Vem sentar-te comigo Lídia, à beira do rio.
Vem sentar-te comigo Lídia, à beira do rio.
Sossegadamente fitemos o seu curso e aprendamos
Que a vida passa, e não estamos de mãos enlaçadas.
(Enlacemos as mãos.)
Depois pensemos, crianças adultas, que a vida
Passa e não fica, nada deixa e nunca regressa,
Vai para um mar muito longe, para ao pé do Fado,
Mais longe que os deuses.
Desenlacemos as mãos, porque não vale a pena cansarmo-nos.
Quer gozemos, quer não gozemos, passamos como o rio.
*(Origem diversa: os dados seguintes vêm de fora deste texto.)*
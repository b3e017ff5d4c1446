//! Storage error types.
//!
//! Used by store implementations and callers of storage APIs.

use thiserror::Error;

/// Errors that can occur when using storage operations.
#[derive(Error, Debug)]
pub enum StorageError {
    #[error("Database error: {0}")]
    Database(String),
    #[error("Store unavailable: {0}")]
    Unavailable(String),
}

impl From<sqlx::Error> for StorageError {
    fn from(err: sqlx::Error) -> Self {
        match err {
            sqlx::Error::PoolTimedOut | sqlx::Error::PoolClosed | sqlx::Error::Io(_) => {
                StorageError::Unavailable(err.to_string())
            }
            other => StorageError::Database(other.to_string()),
        }
    }
}
use async_trait::async_trait;

use crate::error::StorageError;
use crate::models::{ContactMessage, NewContactMessage};

/// Keyed storage of contact messages.
///
/// Records are immutable once created; there is no update or delete.
/// Implementations must assign ids so that concurrent `create` calls never
/// observe the same id.
#[async_trait]
pub trait ContactStore: Send + Sync {
    /// Stores a new message, assigning its id and creation timestamp.
    async fn create(&self, data: NewContactMessage) -> Result<ContactMessage, StorageError>;
    async fn get(&self, id: i64) -> Result<Option<ContactMessage>, StorageError>;
    /// All messages in creation order.
    async fn list_all(&self) -> Result<Vec<ContactMessage>, StorageError>;
    async fn count(&self) -> Result<u64, StorageError>;
}
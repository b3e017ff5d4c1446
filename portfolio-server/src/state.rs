use std::sync::Arc;

use anyhow::Context;
use github_client::GitHubClient;
use storage::{ContactStore, InMemoryContactStore, SqliteContactRepository};
use tracing::{info, warn};

use crate::config::{AppConfig, StoreKind};

/// Shared handler state. Cloned per request; the store and client are shared.
#[derive(Clone)]
pub struct AppState {
    pub store: Arc<dyn ContactStore>,
    pub github: GitHubClient,
}

impl AppState {
    pub fn new(store: Arc<dyn ContactStore>, github: GitHubClient) -> Self {
        Self { store, github }
    }

    pub async fn from_config(config: &AppConfig) -> anyhow::Result<Self> {
        let store = build_store(config).await?;
        let github = GitHubClient::new(
            &config.github_api_url,
            config.github_timeout(),
            config.github_token.as_deref(),
        )
        .context("Failed to create GitHub client")?;

        Ok(Self::new(store, github))
    }
}

/// Opens the contact store selected by `CONTACT_STORE`.
pub async fn build_store(config: &AppConfig) -> anyhow::Result<Arc<dyn ContactStore>> {
    match config.store_kind {
        StoreKind::Sqlite => {
            info!(database_url = %config.database_url, "Using SQLite contact store");
            let repo = SqliteContactRepository::new(&config.database_url)
                .await
                .with_context(|| format!("Failed to open contact store at {}", config.database_url))?;
            Ok(Arc::new(repo))
        }
        StoreKind::Memory => {
            warn!("Using in-memory contact store; messages are lost on restart");
            Ok(Arc::new(InMemoryContactStore::new()))
        }
    }
}
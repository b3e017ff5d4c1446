//! # portfolio-server
//!
//! Backend for a personal portfolio site. Two jobs:
//!
//! - persist contact form submissions (`POST /api/contact`)
//! - proxy GitHub's public API so the browser avoids cross-origin limits
//!   (`GET /api/github/{username}`, `.../repos`, `.../stats`)
//!
//! ## Modules
//!
//! - [`config`] – AppConfig loaded from env
//! - [`logger`] – tracing subscriber setup
//! - [`error`] – AppError and its JSON response shape
//! - [`validation`] – contact form checks
//! - [`routes`] – axum handlers
//! - [`state`] – shared handler state (contact store + GitHub client)
//! - [`cli`] – `portfolio` command line

use std::future::Future;
use std::path::Path;
use std::time::Duration;

use anyhow::Context;
use axum::extract::DefaultBodyLimit;
use axum::http::{header::CONTENT_TYPE, Method};
use axum::routing::{get, post};
use axum::Router;
use tokio::net::TcpListener;
use tokio::signal;
use tower_http::cors::CorsLayer;
use tower_http::services::ServeDir;
use tower_http::trace::TraceLayer;
use tracing::{error, info};

pub mod cli;
pub mod config;
pub mod error;
pub mod logger;
pub mod routes;
pub mod state;
pub mod validation;

pub use cli::{recent_messages, Cli, Commands};
pub use config::{AppConfig, StoreKind};
pub use error::AppError;
pub use logger::init_tracing;
pub use state::AppState;

use routes::{contact_handler, github_repos_handler, github_stats_handler, github_user_handler};

/// Contact bodies are small; anything larger is rejected before parsing.
pub const MAX_BODY_BYTES: usize = 64 * 1024;

/// Builds the API router. Non-API paths are served from `static_dir` when given.
pub fn build_router(state: AppState, static_dir: Option<&Path>) -> Router {
    let cors = CorsLayer::new()
        .allow_methods([Method::GET, Method::POST, Method::OPTIONS])
        .allow_headers([CONTENT_TYPE])
        .max_age(Duration::from_secs(60 * 60));

    let app = Router::new()
        .route("/api/contact", post(contact_handler))
        .route("/api/github/{username}", get(github_user_handler))
        .route("/api/github/{username}/repos", get(github_repos_handler))
        .route("/api/github/{username}/stats", get(github_stats_handler))
        .layer(DefaultBodyLimit::max(MAX_BODY_BYTES))
        .layer(cors)
        .layer(TraceLayer::new_for_http())
        .with_state(state);

    match static_dir {
        Some(dir) => {
            info!(dir = %dir.display(), "Serving static files");
            app.fallback_service(ServeDir::new(dir))
        }
        None => app,
    }
}

/// Opens the store, binds the listener and serves until Ctrl+C / SIGTERM.
pub async fn start_server(config: AppConfig) -> anyhow::Result<()> {
    info!("Initializing state...");
    let state = AppState::from_config(&config).await?;

    info!("Starting server...");
    let app = build_router(state, config.static_dir.as_deref());

    let address = config.bind_address();
    info!("Binding to {address}");
    let listener = TcpListener::bind(&address)
        .await
        .with_context(|| format!("Failed to bind {address}"))?;
    info!("Server running on {address}");

    serve(listener, app, shutdown_signal()).await
}

/// Serves `app` on `listener` until `shutdown` resolves.
pub async fn serve<F>(listener: TcpListener, app: Router, shutdown: F) -> anyhow::Result<()>
where
    F: Future<Output = ()> + Send + 'static,
{
    axum::serve(listener, app)
        .with_graceful_shutdown(shutdown)
        .await
        .context("Server error")?;

    info!("Server shut down");
    Ok(())
}

async fn shutdown_signal() {
    let ctrl_c = async {
        match signal::ctrl_c().await {
            Ok(()) => info!("Received Ctrl+C, shutting down"),
            Err(e) => {
                error!(error = %e, "Failed to install Ctrl+C handler");
                std::future::pending::<()>().await;
            }
        }
    };

    #[cfg(unix)]
    let terminate = async {
        match signal::unix::signal(signal::unix::SignalKind::terminate()) {
            Ok(mut sigterm) => {
                sigterm.recv().await;
                info!("Received terminate signal, shutting down");
            }
            Err(e) => {
                error!(error = %e, "Failed to install signal handler");
                std::future::pending::<()>().await;
            }
        }
    };

    #[cfg(not(unix))]
    let terminate = std::future::pending::<()>();

    tokio::select! {
        _ = ctrl_c => {},
        _ = terminate => {},
    }
}
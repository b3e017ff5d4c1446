//! In-memory contact store for development and tests.
//!
//! Data is lost on restart. The next id is advanced and the record pushed
//! under the same write lock, so concurrent creates get distinct ids.

use std::sync::Arc;

use async_trait::async_trait;
use tokio::sync::RwLock;
use tracing::info;

use crate::error::StorageError;
use crate::models::{ContactMessage, NewContactMessage};
use crate::repository::ContactStore;

#[derive(Debug, Default)]
struct Inner {
    next_id: i64,
    messages: Vec<ContactMessage>,
}

/// In-memory contact store. Cloning shares the underlying records.
#[derive(Debug, Clone, Default)]
pub struct InMemoryContactStore {
    inner: Arc<RwLock<Inner>>,
}

impl InMemoryContactStore {
    /// Creates a new empty store.
    pub fn new() -> Self {
        Self::default()
    }
}

#[async_trait]
impl ContactStore for InMemoryContactStore {
    async fn create(&self, data: NewContactMessage) -> Result<ContactMessage, StorageError> {
        let mut inner = self.inner.write().await;
        inner.next_id += 1;
        let message = data.into_record(inner.next_id);
        inner.messages.push(message.clone());
        drop(inner);

        info!(id = message.id, email = %message.email, "Saved contact message in memory");
        Ok(message)
    }

    async fn get(&self, id: i64) -> Result<Option<ContactMessage>, StorageError> {
        let inner = self.inner.read().await;
        // ids are pushed in increasing order
        let found = inner
            .messages
            .binary_search_by_key(&id, |m| m.id)
            .ok()
            .map(|idx| inner.messages[idx].clone());
        Ok(found)
    }

    async fn list_all(&self) -> Result<Vec<ContactMessage>, StorageError> {
        Ok(self.inner.read().await.messages.clone())
    }

    async fn count(&self) -> Result<u64, StorageError> {
        Ok(self.inner.read().await.messages.len() as u64)
    }
}
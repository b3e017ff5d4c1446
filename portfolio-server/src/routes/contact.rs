use axum::extract::rejection::JsonRejection;
use axum::extract::State;
use axum::http::StatusCode;
use axum::Json;
use serde::Serialize;
use serde_json::Value;
use tracing::{info, warn};

use crate::error::AppError;
use crate::state::AppState;
use crate::validation::{validate_contact, FieldViolation};

pub const CONTACT_SUCCESS_MESSAGE: &str = "Your message has been sent successfully!";

#[derive(Debug, Serialize)]
pub struct ContactResponse {
    pub success: bool,
    pub message: &'static str,
    pub id: i64,
}

/// `POST /api/contact`: validate, then store. Nothing is stored unless every field passes.
pub async fn contact_handler(
    State(state): State<AppState>,
    payload: Result<Json<Value>, JsonRejection>,
) -> Result<Json<ContactResponse>, AppError> {
    let Json(body) = payload.map_err(|rejection| {
        warn!(status = %rejection.status(), reason = %rejection.body_text(), "Rejected contact body");
        if rejection.status() == StatusCode::PAYLOAD_TOO_LARGE {
            return AppError::PayloadTooLarge;
        }
        AppError::Validation(vec![FieldViolation::new(
            "body",
            "Request body must be a JSON object",
        )])
    })?;

    let data = validate_contact(&body).map_err(|violations| {
        info!(violations = violations.len(), "Contact submission failed validation");
        AppError::Validation(violations)
    })?;

    let message = state.store.create(data).await?;
    info!(id = message.id, "Contact message received");

    Ok(Json(ContactResponse {
        success: true,
        message: CONTACT_SUCCESS_MESSAGE,
        id: message.id,
    }))
}
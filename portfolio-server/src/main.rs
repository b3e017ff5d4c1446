//! `portfolio` binary: run the server or inspect stored contact messages.

use anyhow::Result;
use clap::Parser;
use portfolio_server::cli::format_message;
use portfolio_server::state::build_store;
use portfolio_server::{init_tracing, recent_messages, start_server, AppConfig, Cli, Commands};

#[tokio::main]
async fn main() -> Result<()> {
    dotenvy::dotenv().ok();

    let cli = Cli::parse();

    let mut config = AppConfig::load()?;
    config.validate()?;
    init_tracing(config.log_file.as_deref())?;

    match cli.command {
        Commands::Serve { port } => {
            if let Some(port) = port {
                config.port = port;
            }
            start_server(config).await
        }
        Commands::Messages { limit } => {
            let store = build_store(&config).await?;
            for message in recent_messages(store.as_ref(), limit).await? {
                println!("{}", format_message(&message));
            }
            Ok(())
        }
    }
}
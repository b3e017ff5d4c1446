//! Errors returned by [`crate::GitHubClient`].

use thiserror::Error;

/// Failure of a single upstream GitHub call.
///
/// The `Display` output may contain upstream details and is meant for logs
/// only, never for HTTP responses.
#[derive(Error, Debug)]
pub enum GitHubError {
    #[error("Invalid username: {0:?}")]
    InvalidUsername(String),

    #[error("Client configuration error: {0}")]
    Config(String),

    #[error("GitHub API error ({status}) for {url}: {body}")]
    Status { status: u16, url: String, body: String },

    #[error("GitHub request timed out: {0}")]
    Timeout(String),

    #[error("GitHub request failed: {0}")]
    Request(String),

    #[error("Invalid GitHub response: {0}")]
    Decode(#[from] serde_json::Error),
}

impl From<reqwest::Error> for GitHubError {
    fn from(err: reqwest::Error) -> Self {
        if err.is_timeout() {
            GitHubError::Timeout(err.to_string())
        } else {
            GitHubError::Request(err.to_string())
        }
    }
}

impl GitHubError {
    /// Upstream HTTP status, when the upstream answered at all.
    pub fn upstream_status(&self) -> Option<u16> {
        match self {
            GitHubError::Status { status, .. } => Some(*status),
            _ => None,
        }
    }
}
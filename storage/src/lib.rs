//! Storage crate: contact message persistence and the store abstraction.
//!
//! ## Modules
//!
//! - [`error`] – Storage error types
//! - [`models`] – ContactMessage, NewContactMessage
//! - [`repository`] – ContactStore trait
//! - [`contact_repo`] – SqliteContactRepository (SQLite)
//! - [`inmemory`] – InMemoryContactStore
//! - [`sqlite_pool`] – SqlitePoolManager

mod contact_repo;
mod error;
mod inmemory;
mod models;
mod repository;
mod sqlite_pool;


pub use contact_repo::SqliteContactRepository;
pub use error::StorageError;
pub use inmemory::InMemoryContactStore;
pub use models::{ContactMessage, NewContactMessage};
pub use repository::ContactStore;
pub use sqlite_pool::SqlitePoolManager;
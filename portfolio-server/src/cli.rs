//! CLI parser and the admin message listing.

use clap::{Parser, Subcommand};
use storage::{ContactMessage, ContactStore, StorageError};

#[derive(Parser)]
#[command(name = "portfolio")]
#[command(about = "Portfolio site backend: contact form and GitHub proxy", long_about = None)]
#[command(version)]
pub struct Cli {
    #[command(subcommand)]
    pub command: Commands,
}

#[derive(Subcommand)]
pub enum Commands {
    /// Run the HTTP server (config from env; port can override PORT).
    Serve {
        #[arg(short, long)]
        port: Option<u16>,
    },
    /// Print the most recent contact messages, oldest first.
    Messages {
        #[arg(short, long, default_value = "20")]
        limit: usize,
    },
}

/// The last `limit` messages in creation order.
pub async fn recent_messages(
    store: &dyn ContactStore,
    limit: usize,
) -> Result<Vec<ContactMessage>, StorageError> {
    let mut messages = store.list_all().await?;
    let skip = messages.len().saturating_sub(limit);
    messages.drain(..skip);
    Ok(messages)
}

/// One-line rendering for terminal output.
pub fn format_message(message: &ContactMessage) -> String {
    format!(
        "#{} {} {} <{}> [{}] {}",
        message.id,
        message.created_at.format("%Y-%m-%d %H:%M:%S"),
        message.name,
        message.email,
        message.subject,
        message.message.replace('\n', " "),
    )
}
Mais vale saber passar silenciosamente
E sem desassosegos grandes.
Sem amores, nem ódios, nem paixões que levantam a voz,
Nem invejas que dão movimento demais aos olhos,
Nem cuidados, porque se os tivesse o rio sempre correria,
E sempre iria ter ao mar.
Amemo-nos tranquilamente, pensando que podíamos,
Se quiséssemos, trocar beijos e abraços e carícias,
Mas que mais vale estarmos sentados ao pé um do outro
Ouvindo correr o rio e vendo-o.
Colhamos flores, pega tu nelas e deixa-as
No colo, e que o seu perfume suavize o momento -
Este momento em que sossegadamente não cremos em nada,
Pagãos inocentes da decadência.
Ao menos, se for sombra antes, lembrar-te-ás de mim depois
sem que a minha lembrança te arda ou te fira ou te mova,
Porque nunca enláçamos as mãos, nem nos beijámos
Nem fomos mais do que crianças.
E se antes do que eu levares o óbolo ao barqueiro sombrio,
Eu nada terei que sofrer ao lembrar-me de ti.
Ser-me-ás suave à memória lembrando-te assim - à beira-rio,
Pagã triste e com flores no regaço.
Ricardo Reis
6 Comments:
At 6:37 da tarde, Victor Oliveira Mateus said…
Apesar de ser o heterónimo de Pessoa de que menos gosto (não por culpa dele, mas dos outros que "me
apanharam" cedo...) este poema de Ricardo Reis é das "coisas" mais belas que conheço... Gosto desta aceitação calma da efemeridade, de tudo o que passa...
Abraço
At 10:57 da tarde, vida de vidro said…
O poema é belíssimo, claro. Mas quem consegue esse desprendimento, essa aceitação? **
At 1:06 da tarde, Graça Pires said…
Gostei de encontrar aqui um poema de Ricardo Reis. De Pessoa é ele que mais esquecemos. O poema é magnífico.
Um beijo.
At 4:23 da tarde, JPD said…
Uma delícia.
Belíssima escolha, maria.
Bjs
At 9:14 da tarde, Manuel Veiga said…
belas as mãos enlaçadas. sem mais. bastando saber que se podiam trocar beijos...
beijo meu...
At 6:45 da tarde, Sonia Schmorantz said…
Gosto muito de vir ler o teu blogger, gosto da leveza com que escreve, dá um imenso prazer permanecer em teu espaço.